Dataset entries:
'''

//! Expression productions.

use super::base::NodeIndex;
use super::node::{FunctionData, GenericKind, NodeData, PropertyKind};
use super::state::{ParseError, ParseResult, ParserState};
use hoist_common::diagnostics::diagnostic_codes;
use hoist_scanner::SyntaxKind;
use smallvec::{SmallVec, smallvec};

impl ParserState<'_> {
    /// Expression := AssignmentExpression (',' AssignmentExpression)*
    pub(crate) fn parse_expression(&mut self) -> ParseResult<NodeIndex> {
        let start = self.token_start();
        let first = self.parse_assignment_expression()?;
        if !self.is(SyntaxKind::CommaToken) {
            return Ok(first);
        }
        let mut expressions: SmallVec<[NodeIndex; 4]> = smallvec![first];
        while self.optional(SyntaxKind::CommaToken) {
            expressions.push(self.parse_assignment_expression()?);
        }
        Ok(self.finish_generic(start, GenericKind::SequenceExpression, expressions))
    }

    pub(crate) fn parse_assignment_expression(&mut self) -> ParseResult<NodeIndex> {
        let start = self.token_start();
        let left = self.parse_conditional_expression()?;
        if !self.token().is_assignment_operator() {
            return Ok(left);
        }
        self.check_assignment_target(left)?;
        self.next_token();
        let right = self.parse_assignment_expression()?;
        Ok(self.finish_generic(start, GenericKind::AssignmentExpression, smallvec![left, right]))
    }

    /// Only identifiers and member expressions can be assigned to.
    pub(crate) fn check_assignment_target(&self, target: NodeIndex) -> ParseResult<()> {
        match self.arena.get(target).map(|node| &node.data) {
            Some(NodeData::Identifier { .. } | NodeData::MemberExpression { .. }) => Ok(()),
            _ => {
                let span = self.arena.span(target).unwrap_or(self.scanner.token_span());
                Err(ParseError::new(
                    "Invalid left-hand side in assignment.",
                    span,
                    diagnostic_codes::INVALID_ASSIGNMENT_TARGET,
                ))
            }
        }
    }

    fn parse_conditional_expression(&mut self) -> ParseResult<NodeIndex> {
        let start = self.token_start();
        let test = self.parse_binary_expression(0)?;
        if !self.optional(SyntaxKind::QuestionToken) {
            return Ok(test);
        }
        let consequent = self.with_allow_in(true, |p| p.parse_assignment_expression())?;
        self.expect(SyntaxKind::ColonToken)?;
        let alternate = self.parse_assignment_expression()?;
        Ok(self.finish_generic(
            start,
            GenericKind::ConditionalExpression,
            smallvec![test, consequent, alternate],
        ))
    }

    /// Precedence climbing over the binary and logical operators.
    /// All of them are left-associative.
    fn parse_binary_expression(&mut self, min_precedence: u8) -> ParseResult<NodeIndex> {
        let start = self.token_start();
        let mut left = self.parse_unary_expression()?;
        loop {
            let operator = self.token();
            let precedence = operator.binary_precedence(self.allow_in);
            if precedence <= min_precedence {
                break;
            }
            self.next_token();
            let right = self.parse_binary_expression(precedence)?;
            let kind = match operator {
                SyntaxKind::BarBarToken | SyntaxKind::AmpersandAmpersandToken => {
                    GenericKind::LogicalExpression
                }
                _ => GenericKind::BinaryExpression,
            };
            left = self.finish_generic(start, kind, smallvec![left, right]);
        }
        Ok(left)
    }

    fn parse_unary_expression(&mut self) -> ParseResult<NodeIndex> {
        self.enter_nesting()?;
        let result = self.parse_unary_expression_worker();
        self.exit_nesting();
        result
    }

    fn parse_unary_expression_worker(&mut self) -> ParseResult<NodeIndex> {
        let start = self.token_start();
        match self.token() {
            SyntaxKind::DeleteKeyword
            | SyntaxKind::VoidKeyword
            | SyntaxKind::TypeOfKeyword
            | SyntaxKind::PlusToken
            | SyntaxKind::MinusToken
            | SyntaxKind::TildeToken
            | SyntaxKind::ExclamationToken => {
                self.next_token();
                let operand = self.parse_unary_expression()?;
                Ok(self.finish_generic(start, GenericKind::UnaryExpression, smallvec![operand]))
            }
            SyntaxKind::PlusPlusToken | SyntaxKind::MinusMinusToken => {
                self.next_token();
                let operand = self.parse_unary_expression()?;
                self.check_assignment_target(operand)?;
                Ok(self.finish_generic(start, GenericKind::UpdateExpression, smallvec![operand]))
            }
            _ => self.parse_postfix_expression(),
        }
    }

    fn parse_postfix_expression(&mut self) -> ParseResult<NodeIndex> {
        let start = self.token_start();
        let expr = self.parse_left_hand_side_expression()?;
        if matches!(
            self.token(),
            SyntaxKind::PlusPlusToken | SyntaxKind::MinusMinusToken
        ) && !self.scanner.has_preceding_line_break()
        {
            self.check_assignment_target(expr)?;
            self.next_token();
            return Ok(self.finish_generic(start, GenericKind::UpdateExpression, smallvec![expr]));
        }
        Ok(expr)
    }

    fn parse_left_hand_side_expression(&mut self) -> ParseResult<NodeIndex> {
        let start = self.token_start();
        let mut expr = if self.is(SyntaxKind::NewKeyword) {
            self.parse_new_expression()?
        } else {
            self.parse_primary_expression()?
        };
        loop {
            expr = match self.token() {
                SyntaxKind::DotToken | SyntaxKind::OpenBracketToken => {
                    self.parse_member_access(start, expr)?
                }
                SyntaxKind::OpenParenToken => {
                    let mut children: SmallVec<[NodeIndex; 4]> = smallvec![expr];
                    children.extend(self.parse_arguments()?);
                    self.finish_generic(start, GenericKind::CallExpression, children)
                }
                _ => return Ok(expr),
            };
        }
    }

    /// `.name` or `[expr]` applied to `object`.
    fn parse_member_access(&mut self, start: u32, object: NodeIndex) -> ParseResult<NodeIndex> {
        let computed = self.is(SyntaxKind::OpenBracketToken);
        self.next_token();
        let property = if computed {
            let property = self.with_allow_in(true, |p| p.parse_expression())?;
            self.expect(SyntaxKind::CloseBracketToken)?;
            property
        } else {
            if !self.token().is_identifier_or_keyword() {
                return Err(self.unexpected("property name"));
            }
            let name_start = self.token_start();
            self.next_token();
            self.finish_generic(name_start, GenericKind::PropertyName, SmallVec::new())
        };
        Ok(self.finish_node(
            start,
            NodeData::MemberExpression {
                object,
                property,
                computed,
            },
        ))
    }

    fn parse_new_expression(&mut self) -> ParseResult<NodeIndex> {
        let start = self.token_start();
        self.expect(SyntaxKind::NewKeyword)?;
        let callee_start = self.token_start();
        let mut callee = if self.is(SyntaxKind::NewKeyword) {
            self.parse_new_expression()?
        } else {
            self.parse_primary_expression()?
        };
        while matches!(
            self.token(),
            SyntaxKind::DotToken | SyntaxKind::OpenBracketToken
        ) {
            callee = self.parse_member_access(callee_start, callee)?;
        }
        let mut children: SmallVec<[NodeIndex; 4]> = smallvec![callee];
        if self.is(SyntaxKind::OpenParenToken) {
            children.extend(self.parse_arguments()?);
        }
        Ok(self.finish_generic(start, GenericKind::NewExpression, children))
    }

    fn parse_arguments(&mut self) -> ParseResult<SmallVec<[NodeIndex; 4]>> {
        self.expect(SyntaxKind::OpenParenToken)?;
        self.with_allow_in(true, |p| {
            let mut arguments = SmallVec::new();
            while !p.is(SyntaxKind::CloseParenToken) {
                arguments.push(p.parse_assignment_expression()?);
                if !p.is(SyntaxKind::CloseParenToken) {
                    p.expect(SyntaxKind::CommaToken)?;
                }
            }
            p.expect(SyntaxKind::CloseParenToken)?;
            Ok(arguments)
        })
    }

    fn parse_primary_expression(&mut self) -> ParseResult<NodeIndex> {
        let start = self.token_start();
        match self.token() {
            SyntaxKind::ThisKeyword => {
                self.next_token();
                Ok(self.finish_node(start, NodeData::ThisExpression))
            }
            SyntaxKind::Identifier => self.parse_binding_identifier(),
            SyntaxKind::NumericLiteral
            | SyntaxKind::StringLiteral
            | SyntaxKind::TrueKeyword
            | SyntaxKind::FalseKeyword
            | SyntaxKind::NullKeyword => self.parse_literal(),
            SyntaxKind::SlashToken | SyntaxKind::SlashEqualsToken => {
                self.re_scan_slash_token();
                self.parse_literal()
            }
            SyntaxKind::OpenParenToken => {
                self.next_token();
                let expr = self.with_allow_in(true, |p| p.parse_expression())?;
                self.expect(SyntaxKind::CloseParenToken)?;
                Ok(expr)
            }
            SyntaxKind::OpenBracketToken => self.parse_array_literal(),
            SyntaxKind::OpenBraceToken => self.parse_object_literal(),
            SyntaxKind::FunctionKeyword => self.parse_function(false),
            _ => Err(self.unexpected("expression")),
        }
    }

    fn parse_literal(&mut self) -> ParseResult<NodeIndex> {
        let start = self.token_start();
        self.next_token();
        Ok(self.finish_generic(start, GenericKind::Literal, SmallVec::new()))
    }

    fn parse_array_literal(&mut self) -> ParseResult<NodeIndex> {
        let start = self.token_start();
        self.expect(SyntaxKind::OpenBracketToken)?;
        let elements = self.with_allow_in(true, |p| {
            let mut elements = SmallVec::new();
            while !p.is(SyntaxKind::CloseBracketToken) {
                // Holes produce no node.
                if p.optional(SyntaxKind::CommaToken) {
                    continue;
                }
                elements.push(p.parse_assignment_expression()?);
                if !p.is(SyntaxKind::CloseBracketToken) {
                    p.expect(SyntaxKind::CommaToken)?;
                }
            }
            Ok(elements)
        })?;
        self.expect(SyntaxKind::CloseBracketToken)?;
        Ok(self.finish_generic(start, GenericKind::ArrayExpression, elements))
    }

    fn parse_object_literal(&mut self) -> ParseResult<NodeIndex> {
        let start = self.token_start();
        self.expect(SyntaxKind::OpenBraceToken)?;
        let properties = self.with_allow_in(true, |p| {
            let mut properties = SmallVec::new();
            while !p.is(SyntaxKind::CloseBraceToken) {
                properties.push(p.parse_object_property()?);
                if !p.is(SyntaxKind::CloseBraceToken) {
                    p.expect(SyntaxKind::CommaToken)?;
                }
            }
            Ok(properties)
        })?;
        self.expect(SyntaxKind::CloseBraceToken)?;
        Ok(self.finish_generic(start, GenericKind::ObjectExpression, properties))
    }

    fn parse_object_property(&mut self) -> ParseResult<NodeIndex> {
        let start = self.token_start();
        let accessor = match self.scanner.token_text() {
            "get" if self.is(SyntaxKind::Identifier) => Some(PropertyKind::Get),
            "set" if self.is(SyntaxKind::Identifier) => Some(PropertyKind::Set),
            _ => None,
        };
        if let Some(kind) = accessor
            && self.peek_is_property_key()
        {
            self.next_token();
            let key = self.parse_property_key()?;
            let function_start = self.token_start();
            let (params, body) = self.parse_function_signature_and_body()?;
            let value = self.finish_node(
                function_start,
                NodeData::FunctionExpression(FunctionData {
                    id: NodeIndex::NONE,
                    params,
                    body,
                }),
            );
            return Ok(self.finish_node(start, NodeData::Property { key, value, kind }));
        }

        let key = self.parse_property_key()?;
        self.expect(SyntaxKind::ColonToken)?;
        let value = self.parse_assignment_expression()?;
        Ok(self.finish_node(
            start,
            NodeData::Property {
                key,
                value,
                kind: PropertyKind::Init,
            },
        ))
    }

    fn peek_is_property_key(&mut self) -> bool {
        let next = self.peek_token();
        next.is_identifier_or_keyword()
            || matches!(next, SyntaxKind::StringLiteral | SyntaxKind::NumericLiteral)
    }

    fn parse_property_key(&mut self) -> ParseResult<NodeIndex> {
        let start = self.token_start();
        let kind = match self.token() {
            SyntaxKind::StringLiteral | SyntaxKind::NumericLiteral => GenericKind::Literal,
            token if token.is_identifier_or_keyword() => GenericKind::PropertyName,
            _ => return Err(self.unexpected("property name")),
        };
        self.next_token();
        Ok(self.finish_generic(start, kind, SmallVec::new()))
    }
}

'''

● **WHAT TO WORK ON**: Out of the entries, report each line that contains the word "OpenParenToken".

● **TASK RESPONSE**:
                SyntaxKind::OpenParenToken => {
        if self.is(SyntaxKind::OpenParenToken) {
        self.expect(SyntaxKind::OpenParenToken)?;
            SyntaxKind::OpenParenToken => {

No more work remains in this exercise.